Our joint briefing has been sent to Peers ahead of seven days of committee consideration of the Bill in the House of Lords, which is due to start on Wednesday.

In it, we’ve urged the Government to amend the Bill in order to withdraw Clauses 9, 15 and 16 in Chapter 1 which would afford police the power to override the duty of medical confidentiality.

There’s already a system in place which allows police to access confidential information in the exceptional circumstances where this is necessary for public safety, the joint briefing said.

As well as working with BPS on the briefing, we’ve worked closely with the British Medical Association (BMA) to coordinate our responses and strengthen our voices in recognition that this issue is bigger than counselling and psychotherapy.

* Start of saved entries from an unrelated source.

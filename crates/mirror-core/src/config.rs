//! Run configuration types.

use std::path::PathBuf;

use derive_builder::Builder;
use serde::{Deserialize, Serialize};

/// Configuration for one mirroring run.
#[derive(Debug, Clone, Builder, Serialize, Deserialize)]
#[builder(setter(into), build_fn(validate = "Self::validate"))]
pub struct MirrorConfig {
    /// Tree to read images from.
    pub input_root: PathBuf,

    /// Tree to write mirrored images to.
    #[builder(default = "default_output_root()")]
    #[serde(default = "default_output_root")]
    pub output_root: PathBuf,

    /// Number of transform workers (1 = sequential, 0 = auto-detect).
    #[builder(default = "1")]
    #[serde(default = "default_jobs")]
    pub jobs: usize,
}

fn default_output_root() -> PathBuf {
    PathBuf::from("output")
}

fn default_jobs() -> usize {
    1
}

impl MirrorConfigBuilder {
    fn validate(&self) -> Result<(), String> {
        let Some(ref input) = self.input_root else {
            return Err("Input root is required".to_string());
        };
        if input.as_os_str().is_empty() {
            return Err("Input root cannot be empty".to_string());
        }
        if let Some(ref output) = self.output_root {
            if output.as_os_str().is_empty() {
                return Err("Output root cannot be empty".to_string());
            }
            if output == input {
                return Err("Output root must differ from input root".to_string());
            }
        }
        Ok(())
    }
}

impl MirrorConfig {
    /// Create a new config builder.
    pub fn builder() -> MirrorConfigBuilder {
        MirrorConfigBuilder::default()
    }

    /// Create a sequential config for a pair of roots.
    pub fn new(input_root: impl Into<PathBuf>, output_root: impl Into<PathBuf>) -> Self {
        Self {
            input_root: input_root.into(),
            output_root: output_root.into(),
            jobs: 1,
        }
    }

    /// Whether transforms run on a worker pool.
    pub fn is_parallel(&self) -> bool {
        self.jobs != 1
    }
}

Martin Bell, our Head of Policy and Public Affairs, said: “Confidentiality lies at the heart of the therapeutic process and we know that many of our members share our concerns about the Bill falling short of well-established ethical criteria for the sharing of confidential health information.

“Patients must feel safe that they can speak openly about their issues, knowing that this information will be kept safe and private.

“The common law of duty of confidentiality upholds the trust of patients in health services, which can be extremely hard to gain. Hence, to compromise it would compromise the health of patients and put them at risk of further harm.”